- [What you will do]:
Retype the listing that follows, word for word.

- [Task input]:
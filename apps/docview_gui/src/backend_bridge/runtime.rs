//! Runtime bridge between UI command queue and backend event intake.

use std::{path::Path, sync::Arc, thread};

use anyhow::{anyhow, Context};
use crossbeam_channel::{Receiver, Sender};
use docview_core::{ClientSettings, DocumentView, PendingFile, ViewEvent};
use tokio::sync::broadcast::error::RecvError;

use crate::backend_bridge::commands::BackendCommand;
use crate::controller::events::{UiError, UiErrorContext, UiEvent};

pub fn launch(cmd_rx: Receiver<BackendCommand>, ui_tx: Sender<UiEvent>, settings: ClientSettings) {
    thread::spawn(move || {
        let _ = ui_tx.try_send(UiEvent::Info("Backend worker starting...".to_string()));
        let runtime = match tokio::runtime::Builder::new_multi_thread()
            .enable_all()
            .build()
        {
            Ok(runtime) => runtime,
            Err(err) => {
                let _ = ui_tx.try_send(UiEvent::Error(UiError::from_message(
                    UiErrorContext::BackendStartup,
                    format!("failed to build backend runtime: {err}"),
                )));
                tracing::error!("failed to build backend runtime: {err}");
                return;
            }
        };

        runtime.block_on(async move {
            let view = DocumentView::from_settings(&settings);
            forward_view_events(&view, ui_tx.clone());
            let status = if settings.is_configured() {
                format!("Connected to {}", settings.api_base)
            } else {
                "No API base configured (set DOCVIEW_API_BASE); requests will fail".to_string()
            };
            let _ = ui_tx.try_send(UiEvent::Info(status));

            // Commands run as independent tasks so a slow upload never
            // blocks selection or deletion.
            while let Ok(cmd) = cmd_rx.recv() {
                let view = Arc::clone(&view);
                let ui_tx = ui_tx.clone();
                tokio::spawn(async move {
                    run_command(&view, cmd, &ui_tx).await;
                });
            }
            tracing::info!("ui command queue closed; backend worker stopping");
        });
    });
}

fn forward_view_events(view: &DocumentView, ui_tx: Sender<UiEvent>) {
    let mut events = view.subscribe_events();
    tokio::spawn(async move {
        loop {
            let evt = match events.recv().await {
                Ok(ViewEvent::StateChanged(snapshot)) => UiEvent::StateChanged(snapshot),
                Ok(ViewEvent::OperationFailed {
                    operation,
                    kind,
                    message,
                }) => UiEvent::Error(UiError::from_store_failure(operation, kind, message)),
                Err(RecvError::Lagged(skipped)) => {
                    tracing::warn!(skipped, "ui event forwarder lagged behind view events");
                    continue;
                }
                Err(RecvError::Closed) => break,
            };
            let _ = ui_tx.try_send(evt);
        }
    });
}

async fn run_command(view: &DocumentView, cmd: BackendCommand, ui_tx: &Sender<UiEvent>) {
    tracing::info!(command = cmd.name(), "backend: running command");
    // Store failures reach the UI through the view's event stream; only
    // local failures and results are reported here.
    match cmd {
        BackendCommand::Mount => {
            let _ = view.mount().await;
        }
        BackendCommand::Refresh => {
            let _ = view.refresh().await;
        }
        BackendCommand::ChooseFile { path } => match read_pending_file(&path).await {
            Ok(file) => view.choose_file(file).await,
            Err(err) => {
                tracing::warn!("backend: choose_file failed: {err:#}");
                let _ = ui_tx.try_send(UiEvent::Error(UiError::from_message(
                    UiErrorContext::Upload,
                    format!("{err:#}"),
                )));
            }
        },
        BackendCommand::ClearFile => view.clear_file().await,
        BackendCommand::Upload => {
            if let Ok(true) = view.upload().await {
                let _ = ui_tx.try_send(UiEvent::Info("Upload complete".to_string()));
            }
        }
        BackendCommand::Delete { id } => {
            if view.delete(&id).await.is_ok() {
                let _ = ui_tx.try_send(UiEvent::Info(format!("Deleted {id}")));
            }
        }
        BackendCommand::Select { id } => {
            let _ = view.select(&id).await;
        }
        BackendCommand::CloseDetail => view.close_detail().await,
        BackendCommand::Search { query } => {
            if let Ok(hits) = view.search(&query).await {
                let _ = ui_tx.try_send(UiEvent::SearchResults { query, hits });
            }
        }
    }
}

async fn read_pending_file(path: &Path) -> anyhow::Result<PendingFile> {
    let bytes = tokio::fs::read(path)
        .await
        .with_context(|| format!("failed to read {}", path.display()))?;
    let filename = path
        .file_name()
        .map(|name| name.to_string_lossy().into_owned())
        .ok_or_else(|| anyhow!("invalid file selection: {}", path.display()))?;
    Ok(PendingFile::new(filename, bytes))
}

- [Answer area]:
filename apps/docview_gui/src/backend_bridge/runtime.rs
//! Runtime bridge between UI command queue and backend event intake.

use std::{path::Path, sync::Arc, thread};

use anyhow::{anyhow, Context};
use crossbeam_channel::{Receiver, Sender};
use docview_core::{ClientSettings, DocumentView, PendingFile, ViewEvent};
use tokio::sync::broadcast::error::RecvError;

use crate::backend_bridge::commands::BackendCommand;
use crate::controller::events::{UiError, UiErrorContext, UiEvent};

pub fn launch(cmd_rx: Receiver<BackendCommand>, ui_tx: Sender<UiEvent>, settings: ClientSettings) {
    thread::spawn(move || {
        let _ = ui_tx.try_send(UiEvent::Info("Backend worker starting...".to_string()));
        let runtime = match tokio::runtime::Builder::new_multi_thread()
            .enable_all()
            .build()
        {
            Ok(runtime) => runtime,
            Err(err) => {
                let _ = ui_tx.try_send(UiEvent::Error(UiError::from_message(
                    UiErrorContext::BackendStartup,
                    format!("failed to build backend runtime: {err}"),
                )));
                tracing::error!("failed to build backend runtime: {err}");
                return;
            }
        };

        runtime.block_on(async move {
            let view = DocumentView::from_settings(&settings);
            forward_view_events(&view, ui_tx.clone());
            let status = if settings.is_configured() {
                format!("Connected to {}", settings.api_base)
            } else {
                "No API base configured (set DOCVIEW_API_BASE); requests will fail".to_string()
            };
            let _ = ui_tx.try_send(UiEvent::Info(status));

            // Commands run as independent tasks so a slow upload never
            // blocks selection or deletion.
            while let Ok(cmd) = cmd_rx.recv() {
                let view = Arc::clone(&view);
                let ui_tx = ui_tx.clone();
                tokio::spawn(async move {
                    run_command(&view, cmd, &ui_tx).await;
                });
            }
            tracing::info!("ui command queue closed; backend worker stopping");
        });
    });
}

fn forward_view_events(view: &DocumentView, ui_tx: Sender<UiEvent>) {
    let mut events = view.subscribe_events();
    tokio::spawn(async move {
        loop {
            let evt = match events.recv().await {
                Ok(ViewEvent::StateChanged(snapshot)) => UiEvent::StateChanged(snapshot),
                Ok(ViewEvent::OperationFailed {
                    operation,
                    kind,
                    message,
                }) => UiEvent::Error(UiError::from_store_failure(operation, kind, message)),
                Err(RecvError::Lagged(skipped)) => {
                    tracing::warn!(skipped, "ui event forwarder lagged behind view events");
                    continue;
                }
                Err(RecvError::Closed) => break,
            };
            let _ = ui_tx.try_send(evt);
        }
    });
}

async fn run_command(view: &DocumentView, cmd: BackendCommand, ui_tx: &Sender<UiEvent>) {
    tracing::info!(command = cmd.name(), "backend: running command");
    // Store failures reach the UI through the view's event stream; only
    // local failures and results are reported here.
    match cmd {
        BackendCommand::Mount => {
            let _ = view.mount().await;
        }
        BackendCommand::Refresh => {
            let _ = view.refresh().await;
        }
        BackendCommand::ChooseFile { path } => match read_pending_file(&path).await {
            Ok(file) => view.choose_file(file).await,
            Err(err) => {
                tracing::warn!("backend: choose_file failed: {err:#}");
                let _ = ui_tx.try_send(UiEvent::Error(UiError::from_message(
                    UiErrorContext::Upload,
                    format!("{err:#}"),
                )));
            }
        },
        BackendCommand::ClearFile => view.clear_file().await,
        BackendCommand::Upload => {
            if let Ok(true) = view.upload().await {
                let _ = ui_tx.try_send(UiEvent::Info("Upload complete".to_string()));
            }
        }
        BackendCommand::Delete { id } => {
            if view.delete(&id).await.is_ok() {
                let _ = ui_tx.try_send(UiEvent::Info(format!("Deleted {id}")));
            }
        }
        BackendCommand::Select { id } => {
            let _ = view.select(&id).await;
        }
        BackendCommand::CloseDetail => view.close_detail().await,
        BackendCommand::Search { query } => {
            if let Ok(hits) = view.search(&query).await {
                let _ = ui_tx.try_send(UiEvent::SearchResults { query, hits });
            }
        }
    }
}

async fn read_pending_file(path: &Path) -> anyhow::Result<PendingFile> {
    let bytes = tokio::fs::read(path)
        .await
        .with_context(|| format!("failed to read {}", path.display()))?;
    let filename = path
        .file_name()
        .map(|name| name.to_string_lossy().into_owned())
        .ok_or_else(|| anyhow!("invalid file selection: {}", path.display()))?;
    Ok(PendingFile::new(filename, bytes))
}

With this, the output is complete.